Both forecast systems perform well with the probabilistic approach, although the skill of ECMWF (Fig. 7) is again higher than that of Météo-France (Fig. 6). For the most intense events in particular (dark purple lines in Figures 7-8), the Area Under the Curve (AUC) remains above 0.8 for at least 4 months in the Météo-France forecasts and 6 months in the ECMWF forecasts. In addition, probabilistic forecasts tend to be better than persistence, even at very short leadtimes, while the deterministic forecasts only start to outperform the persistence after the first few weeks or even months (bold lines in Figures 4-5-6-7). While probabilistic and deterministic skills are impossible to compare directly since they are quantified with different scores (the AUC and the Pearson correlation coefficient, respectively), these results suggest that the probabilistic approach improves the quality of the forecast.

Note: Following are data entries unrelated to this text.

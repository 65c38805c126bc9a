//! Construction options for a gallery instance.

use std::time::Duration;

use crate::state::{TransitionType, WrapMode};

/// Navigation strip flavour.
#[derive(Debug, Clone, Copy, PartialEq, Eq, Default)]
#[cfg_attr(feature = "serde", derive(serde::Serialize, serde::Deserialize))]
#[cfg_attr(feature = "serde", serde(rename_all = "lowercase"))]
pub enum NavKind {
    Thumbs,
    #[default]
    Dots,
    None,
}

#[derive(Debug, Clone, Copy, PartialEq, Eq, Default)]
#[cfg_attr(feature = "serde", derive(serde::Serialize, serde::Deserialize))]
#[cfg_attr(feature = "serde", serde(rename_all = "lowercase"))]
pub enum NavPosition {
    Top,
    #[default]
    Bottom,
}

/// The single translatable axis of a strip.
#[derive(Debug, Clone, Copy, PartialEq, Eq, Default)]
#[cfg_attr(feature = "serde", derive(serde::Serialize, serde::Deserialize))]
#[cfg_attr(feature = "serde", serde(rename_all = "lowercase"))]
pub enum Axis {
    #[default]
    Horizontal,
    Vertical,
}

/// Per-key enablement for the keyboard plugin.
#[derive(Debug, Clone, Copy, PartialEq, Eq, Default)]
#[cfg_attr(feature = "serde", derive(serde::Serialize, serde::Deserialize))]
#[cfg_attr(feature = "serde", serde(default))]
pub struct KeyboardBindings {
    pub left: bool,
    pub right: bool,
    pub up: bool,
    pub down: bool,
    pub space: bool,
    pub home: bool,
    pub end: bool,
}

impl KeyboardBindings {
    /// Arrow keys only; space/home/end stay off.
    pub const fn arrows(enabled: bool) -> Self {
        Self {
            left: enabled,
            right: enabled,
            up: enabled,
            down: enabled,
            space: false,
            home: false,
            end: false,
        }
    }

    pub const fn all() -> Self {
        Self {
            left: true,
            right: true,
            up: true,
            down: true,
            space: true,
            home: true,
            end: true,
        }
    }

    pub fn any(&self) -> bool {
        self.left
            || self.right
            || self.up
            || self.down
            || self.space
            || self.home
            || self.end
    }
}

#[derive(Debug, Clone, PartialEq)]
#[cfg_attr(feature = "serde", derive(serde::Serialize, serde::Deserialize))]
#[cfg_attr(feature = "serde", serde(default))]
pub struct GalleryOptions {
    /// Wrap NEXT/PREV at the ends.
    #[cfg_attr(feature = "serde", serde(rename = "loop"))]
    pub looping: bool,
    pub transition: TransitionType,
    /// Time a transition stays in `TRANSITIONING` before `END_TRANSITION`.
    pub transition_duration_ms: u64,
    pub start_index: usize,
    /// Autoplay interval; `None` disables autoplay.
    pub autoplay_ms: Option<u64>,
    pub nav: NavKind,
    pub nav_position: NavPosition,
    pub nav_direction: Axis,
    pub fullscreen: bool,
    pub keyboard: KeyboardBindings,
    pub arrows: bool,
    pub click: bool,
    pub swipe: bool,
    pub show_caption: bool,
}

impl Default for GalleryOptions {
    fn default() -> Self {
        Self {
            looping: false,
            transition: TransitionType::Slide,
            transition_duration_ms: 300,
            start_index: 0,
            autoplay_ms: None,
            nav: NavKind::Dots,
            nav_position: NavPosition::Bottom,
            nav_direction: Axis::Horizontal,
            fullscreen: false,
            keyboard: KeyboardBindings::default(),
            arrows: true,
            click: true,
            swipe: false,
            show_caption: true,
        }
    }
}

impl GalleryOptions {
    pub fn wrap_mode(&self) -> WrapMode {
        WrapMode::from_loop(self.looping)
    }

    pub fn transition_duration(&self) -> Duration {
        Duration::from_millis(self.transition_duration_ms)
    }

    pub fn autoplay_interval(&self) -> Option<Duration> {
        self.autoplay_ms
            .filter(|ms| *ms > 0)
            .map(Duration::from_millis)
    }
}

Indeed, forecasts are generally considered to have no skill when the Pearson coefficient and the AUC are below 0.5, and to have “good” skill when the Pearson coefficient is above 0.7 or the AUC is above 0.8 (Horizontal dashed lines in Figs 4-5-6-7). Even if these reference values for what constitutes “good skill” are subjective and could be debated , there is a clear contrast between the deterministic and probabilistic scores: deterministic scores fall under these thresholds much quicker than probabilistic scores. For instance, all AUC values are above 0.5 for the entire forecast (7 months), while only some metrics have a Pearson coefficient above 0.5. Pearson coefficients only exceed 0.7 at very short leadtimes, while AUC commonly exceeds 0.8 for many months. As an illustration, Fig. 1 shows how a MHW in february 2016 can be detected 1 month in advance by a probabilistic forecast (red line) but completely missed by a deterministic forecast (black line).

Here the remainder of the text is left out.